On Wed, May 29, 2013 at 11:59 AM, Prabath Siriwardena <[email protected]>wrote:

>
>
> On Wed, May 29, 2013 at 11:47 AM, Amila Suriarachchi <[email protected]>wrote:
>
>>
>>
>>
>> On Wed, May 29, 2013 at 11:19 AM, Paul Fremantle <[email protected]> wrote:
>>
>>> I understand the picture. What I don't understand is the statement "it
>>> will be more convenient". Can you please explain why Mutual SSL is more
>>> convenient than OAuth? It certainly is less convenient for the ops guys who
>>> has to set it up!
>>>
>>
>> If we use OAuth we need to have an access token. How to generate this
>> access token and where to store that?
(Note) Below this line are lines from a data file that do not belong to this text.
use std::collections::BTreeSet;
use std::fmt::Write;

use cogex_core::trial::echo_key;
use cogex_core::{
    Block, EvalContext, Experiment, Expr, SharedState, TimelineVariableRecord, TrialSpec,
};
use serde_json::Value;
use tracing::{debug, info};

use crate::error::Result;
use crate::js::{emit, literal, string};
use crate::page::{self, CompileOptions};

/// Plugin parameter each echoed rendering parameter is passed as.
const PLUGIN_PARAMS: &[(&str, &str)] = &[
    ("duration", "trial_duration"),
    ("stimulus", "stimulus"),
    ("choices", "choices"),
    ("response_ends_trial", "response_ends_trial"),
];

/// Validates the experiment and emits it in the requested output format.
pub fn compile(experiment: &Experiment, options: &CompileOptions) -> Result<String> {
    experiment.validate()?;
    let program = program_js(experiment, options);
    info!(
        blocks = experiment.blocks.len(),
        format = ?options.format,
        bytes = program.len(),
        "compiled experiment"
    );
    Ok(page::render(options, &program))
}

/// Shared variables, runner setup and the top-level timeline. The final
/// `run` call is left to the output format.
pub(crate) fn program_js(experiment: &Experiment, options: &CompileOptions) -> String {
    let mut out = String::new();
    for variable in &experiment.shared {
        let _ = writeln!(out, "let {}={};", variable.name, literal(&variable.initial));
    }

    out.push_str("const jsPsych=initJsPsych({");
    if let Some(save) = &options.save {
        let _ = write!(
            out,
            "on_finish:()=>{{jsPsych.data.get().localSave({},{});}}",
            string(save.format()),
            string(save.path())
        );
    }
    out.push_str("});\n");

    out.push_str("const trials=[\n");
    for block in &experiment.blocks {
        out.push_str(&block_js(block));
        out.push_str(",\n");
    }
    out.push_str("];\n");
    out
}

/// A block as a nested jsPsych timeline over its variable table.
pub fn block_js(block: &Block) -> String {
    let fields: BTreeSet<&str> = block
        .timeline
        .iter()
        .flat_map(|record| record.fields().map(|(name, _)| name.as_str()))
        .collect();
    let fields: Vec<&str> = fields.into_iter().collect();
    let trials: Vec<String> = block
        .trials
        .iter()
        .map(|trial| trial_js(trial, &fields))
        .collect();
    let mut out = format!("{{timeline:[\n{}\n]", trials.join(",\n"));
    if !block.timeline.is_empty() {
        let table: Vec<Value> = block
            .timeline
            .iter()
            .map(|record| Value::Object(record.as_map().clone()))
            .collect();
        let _ = write!(out, ",\ntimeline_variables:{}", literal(&Value::Array(table)));
    }
    if block.randomize_order {
        out.push_str(",\nrandomize_order:true");
    }
    if block.repetitions != 1 {
        let _ = write!(out, ",\nrepetitions:{}", block.repetitions);
    }
    out.push('}');
    debug!(
        name = block.name.as_deref().unwrap_or(""),
        trials = block.trials.len(),
        records = block.timeline.len(),
        "compiled block"
    );
    out
}

/// One trial of the keyboard response plugin. Every rendering parameter is
/// passed to the plugin and echoed into `data` from the same derivation,
/// together with the timeline variables named in `fields`; `on_finish`
/// scores the response and applies side effects.
pub fn trial_js(trial: &TrialSpec, fields: &[&str]) -> String {
    let params = trial.echo_params();
    let mut out = String::from("{type:jsPsychHtmlKeyboardResponse");

    for (name, plugin) in PLUGIN_PARAMS {
        let Some((_, expr)) = params.iter().find(|(n, _)| n == name) else {
            continue;
        };
        let value = if *name == "choices" {
            choices_js(expr)
        } else {
            param_js(expr)
        };
        let _ = write!(out, ",\n{plugin}:{value}");
    }

    let echo: Vec<String> = trial
        .echoed_fields(fields.iter().copied())
        .into_iter()
        .map(|name| (name, Expr::timeline(name)))
        .chain(params.iter().map(|(name, expr)| (*name, expr.clone())))
        .map(|(name, expr)| format!("{}:{}", string(&echo_key(name)), param_js(&expr)))
        .collect();
    let _ = write!(out, ",\ndata:{{{}}}", echo.join(","));

    let correct = echo_key("correct");
    let _ = write!(
        out,
        ",\non_finish:(data)=>{{data[{}]=data[{}]===(data[\"response\"]??\"\");",
        string(&correct),
        string(&echo_key("correct_key"))
    );
    for effect in &trial.side_effects {
        let _ = write!(
            out,
            "{}={};data[{}]={};",
            effect.target,
            emit(&effect.value),
            string(&echo_key(&effect.target)),
            effect.target
        );
    }
    out.push_str("}}");
    out
}

/// Value of a derivation that reads neither the timeline, the data store,
/// nor shared variables.
fn constant(expr: &Expr) -> Option<Value> {
    if let Expr::Literal(value) = expr {
        return Some(value.clone());
    }
    let record = TimelineVariableRecord::new();
    let shared = SharedState::new();
    expr.evaluate(&EvalContext::new(&record, &[], &shared)).ok()
}

/// Constants are inlined; anything else is evaluated when the trial starts.
fn param_js(expr: &Expr) -> String {
    match constant(expr) {
        Some(value) => literal(&value),
        None => format!("()=>({})", emit(expr)),
    }
}

/// An empty key list disables the keyboard.
fn choices_js(expr: &Expr) -> String {
    match constant(expr) {
        Some(Value::Array(keys)) if keys.is_empty() => string("NO_KEYS"),
        Some(value) => literal(&value),
        None => format!(
            "()=>{{const __bean_keys={};return __bean_keys.length?__bean_keys:\"NO_KEYS\";}}",
            emit(expr)
        ),
    }
}

#[cfg(test)]
mod tests {
    use super::*;
    use crate::page::{OutputFormat, SaveTarget};
    use cogex_core::{StimulusTemplate, TimelineTable};

    fn stroop() -> TrialSpec {
        TrialSpec::response(
            StimulusTemplate::text(Expr::timeline("word"), Expr::timeline("color")),
            ["f", "j"],
            Expr::timeline("correct"),
        )
        .with_duration(2000u64)
    }

    fn stroop_block() -> Block {
        Block::new(
            vec![TrialSpec::fixation(500), stroop()],
            TimelineTable::new(vec![
                TimelineVariableRecord::new()
                    .with("word", "RED")
                    .with("color", "green")
                    .with("correct", "j"),
            ]),
        )
    }

    #[test]
    fn trial_echoes_every_rendering_parameter() {
        let trial = stroop();
        let js = trial_js(&trial, &[]);

        for (name, _) in trial.echo_params() {
            assert!(js.contains(&format!("\"bean_{name}\":")), "missing echo of {name}");
        }
        assert!(js.starts_with("{type:jsPsychHtmlKeyboardResponse"));
        assert!(js.contains("\ntrial_duration:2000"));
        assert!(js.contains("\nchoices:[\"f\",\"j\"]"));
        assert!(js.contains("\"bean_text\":()=>(jsPsych.timelineVariable(\"word\",true))"));
        assert!(js.contains(
            r#"data["bean_correct"]=data["bean_correct_key"]===(data["response"]??"");"#
        ));
    }

    #[test]
    fn passive_trial_disables_keyboard() {
        let js = trial_js(&TrialSpec::fixation(500), &[]);

        assert!(js.contains("\nchoices:\"NO_KEYS\""));
        assert!(js.contains("\"bean_correct_key\":\"\""));
        assert!(js.contains("\"bean_stimulus\":\"\\u003cdiv style='color:white'>+\\u003c/div>\""));
    }

    #[test]
    fn timeline_fields_are_echoed_unless_shadowed() {
        let js = trial_js(&stroop(), &["color", "congruency", "correct", "word"]);

        assert!(js.contains(r#""bean_congruency":()=>(jsPsych.timelineVariable("congruency",true))"#));
        assert!(js.contains(r#""bean_word":()=>(jsPsych.timelineVariable("word",true))"#));
        assert!(!js.contains(r#""bean_correct":"#));
        assert_eq!(js.matches(r#""bean_color":"#).count(), 1);
    }

    #[test]
    fn dynamic_choices_use_internal_binding() {
        let trial = stroop().with_choices(Expr::shared("keys"));
        let js = trial_js(&trial, &[]);

        assert!(js.contains(
            r#"choices:()=>{const __bean_keys=keys;return __bean_keys.length?__bean_keys:"NO_KEYS";}"#
        ));
    }

    #[test]
    fn side_effects_assign_then_echo() {
        let trial = stroop().with_side_effect("score", Expr::shared("score").add(1));
        let js = trial_js(&trial, &[]);

        assert!(js.ends_with(r#"score=(score+1);data["bean_score"]=score;}}"#));
    }

    #[test]
    fn side_effect_reads_finished_trial_from_callback_data() {
        let streak = Expr::if_else(Expr::bean("correct", 0), Expr::shared("streak").add(1), 0);
        let js = trial_js(&stroop().with_side_effect("streak", streak), &[]);

        assert!(js.contains(r#"streak=(data["bean_correct"]?(streak+1):0);"#));
    }

    #[test]
    fn block_flags_are_emitted_only_when_set() {
        let plain = block_js(&Block::new(vec![TrialSpec::fixation(500)], TimelineTable::default()));
        assert!(!plain.contains("timeline_variables"));
        assert!(!plain.contains("randomize_order"));
        assert!(!plain.contains("repetitions"));

        let block = stroop_block().randomized().repeated(3);
        let js = block_js(&block);
        assert!(js.contains(
            r#"timeline_variables:[{"color":"green","correct":"j","word":"RED"}]"#
        ));
        assert!(js.contains("randomize_order:true"));
        assert!(js.contains(r#""bean_word":()=>(jsPsych.timelineVariable("word",true))"#));
        assert!(js.contains("repetitions:3"));
    }

    #[test]
    fn program_declares_shared_variables_and_save() {
        let experiment = Experiment::new(vec![stroop_block()]).with_shared("score", 0);
        let options = CompileOptions {
            format: OutputFormat::Script,
            save: Some(SaveTarget::from_path("out/data.csv").unwrap()),
            ..CompileOptions::default()
        };

        let js = compile(&experiment, &options).unwrap();
        assert!(js.starts_with("let score=0;\n"));
        assert!(js.contains(r#"localSave("csv","out/data.csv")"#));
        assert!(js.trim_end().ends_with("jsPsych.run(trials);"));
    }

    #[test]
    fn invalid_experiment_does_not_compile() {
        let trial = TrialSpec::blank(100).with_side_effect("score", 1);
        let experiment = Experiment::new(vec![Block::new(vec![trial], TimelineTable::default())]);

        assert!(matches!(
            compile(&experiment, &CompileOptions::default()),
            Err(crate::CompileError::Invalid(cogex_core::Error::UnknownSharedVariable(_)))
        ));
    }
}
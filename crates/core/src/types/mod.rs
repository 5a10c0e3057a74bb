//! Core types for the Prier storefront.
//!
//! This module provides type-safe wrappers for common domain concepts.

pub mod id;
pub mod money;
pub mod option;

pub use id::*;
pub use money::{Money, MoneyParseError};
pub use option::{ProductOption, SelectedOption};
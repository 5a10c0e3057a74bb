//! Cart view shared by the cart aside and the cart page.
//!
//! Every control is a small `POST /cart` form whose `cartFormInput` field
//! carries a serialized [`CartAction`].

use std::fmt;

use askama::Template;
use prier_core::cart::{QuantityStep, active_codes, remove_discount_codes};
use prier_core::variant::{QueryParams, variant_url};
use prier_core::{CartLineId, Money};
use serde::{Deserialize, Serialize};

use super::ImageView;
use super::product_card::CardLayout;
use crate::shopify::types::{Cart, CartLine, CartLineInput, CartLineUpdateInput, CartUserError};

/// A cart mutation submitted through a cart form.
///
/// Serialized as `{"action": "LinesUpdate", "inputs": {"lines": [...]}}`.
#[derive(Debug, Clone, PartialEq, Eq, Serialize, Deserialize)]
#[serde(tag = "action", content = "inputs", rename_all_fields = "camelCase")]
pub enum CartAction {
    LinesAdd { lines: Vec<CartLineInput> },
    LinesUpdate { lines: Vec<CartLineUpdateInput> },
    LinesRemove { line_ids: Vec<CartLineId> },
    DiscountCodesUpdate { discount_codes: Vec<String> },
}

/// Where the cart is rendered.
#[derive(Debug, Clone, Copy, PartialEq, Eq)]
pub enum CartLayout {
    Aside,
    Page,
}

impl fmt::Display for CartLayout {
    fn fmt(&self, f: &mut fmt::Formatter<'_>) -> fmt::Result {
        f.write_str(match self {
            Self::Aside => "aside",
            Self::Page => "page",
        })
    }
}

/// One cart line with its quantity controls.
#[derive(Debug, Clone)]
pub struct CartLineView {
    pub card_layout: CardLayout,
    pub title: String,
    pub url: String,
    pub image: Option<ImageView>,
    pub price: String,
    pub quantity: u32,
    pub increase: CartAction,
    /// `None` when the decrease control is disabled.
    pub decrease: Option<CartAction>,
    pub remove: CartAction,
}

impl CartLineView {
    fn new(line: &CartLine, layout: CartLayout) -> Self {
        let step = QuantityStep::new(line.quantity);
        let update = |quantity| CartAction::LinesUpdate {
            lines: vec![CartLineUpdateInput {
                id: line.id.clone(),
                quantity,
            }],
        };

        Self {
            card_layout: match layout {
                CartLayout::Aside => CardLayout::Aside,
                CartLayout::Page => CardLayout::Page,
            },
            title: line.merchandise.product_title.clone(),
            url: variant_url(
                &line.merchandise.product_handle,
                &QueryParams::default(),
                &line.merchandise.selected_options,
            ),
            image: line
                .merchandise
                .image
                .as_ref()
                .map(|image| ImageView::new(image, &line.merchandise.title)),
            price: line.cost.total_amount.format_without_trailing_zeros(),
            quantity: step.quantity,
            increase: update(step.increase),
            decrease: step.decrease.map(update),
            remove: CartAction::LinesRemove {
                line_ids: vec![line.id.clone()],
            },
        }
    }
}

/// Cart display data.
#[derive(Debug, Clone)]
pub struct CartView {
    pub layout: CartLayout,
    pub lines: Vec<CartLineView>,
    pub has_items: bool,
    /// Formatted subtotal, `None` renders as "-".
    pub subtotal: Option<String>,
    pub active_codes: Vec<String>,
    /// Resubmits the active codes; the entered `discountCode` is merged in.
    pub apply_discount: CartAction,
    pub remove_discounts: CartAction,
    pub checkout_url: Option<String>,
    /// Path the forms return to after a successful mutation.
    pub return_to: String,
    /// Messages from a rejected mutation.
    pub errors: Vec<String>,
}

impl CartView {
    /// Build the view for `cart`; `None` renders the empty cart.
    #[must_use]
    pub fn new(cart: Option<&Cart>, layout: CartLayout, return_to: impl Into<String>) -> Self {
        let codes = cart.map_or_else(Vec::new, |cart| active_codes(&cart.discount_codes));

        Self {
            layout,
            lines: cart.map_or_else(Vec::new, |cart| {
                cart.lines
                    .iter()
                    .map(|line| CartLineView::new(line, layout))
                    .collect()
            }),
            has_items: cart.is_some_and(|cart| cart.total_quantity > 0),
            subtotal: cart
                .and_then(|cart| cart.cost.subtotal_amount.as_ref())
                .map(Money::format),
            apply_discount: CartAction::DiscountCodesUpdate {
                discount_codes: codes.clone(),
            },
            remove_discounts: CartAction::DiscountCodesUpdate {
                discount_codes: remove_discount_codes(),
            },
            active_codes: codes,
            checkout_url: cart
                .map(|cart| cart.checkout_url.clone())
                .filter(|url| !url.is_empty()),
            return_to: return_to.into(),
            errors: Vec::new(),
        }
    }

    /// Attach the user errors of a rejected mutation.
    #[must_use]
    pub fn with_errors(mut self, errors: &[CartUserError]) -> Self {
        self.errors = errors.iter().map(|e| e.message.clone()).collect();
        self
    }

    #[must_use]
    pub fn is_empty(&self) -> bool {
        self.lines.is_empty()
    }
}

#[derive(Template)]
#[template(path = "components/cart.html")]
pub struct CartTemplate<'a> {
    pub cart: &'a CartView,
}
If we compare this with mutual SSL
>> there is a standard way to generate the certificates .Company may already
>> have a certificate and we can use jks to store them.
>>
>>  The problem with the Mutual SSL is once we enable Mutual SSL for a port
>> we can not communicate with that port through a browser. So we may need to
>> use two ports one for browser and other for mutual SSL.
>>
>
> You can make mutual SSL optional and validate it at the application level.
> In that case there won't be any issue when access from the browser. This is
> how we mutual for selected services in ESB.
>
>


Can we have a quick meeting with the security team regarding this today?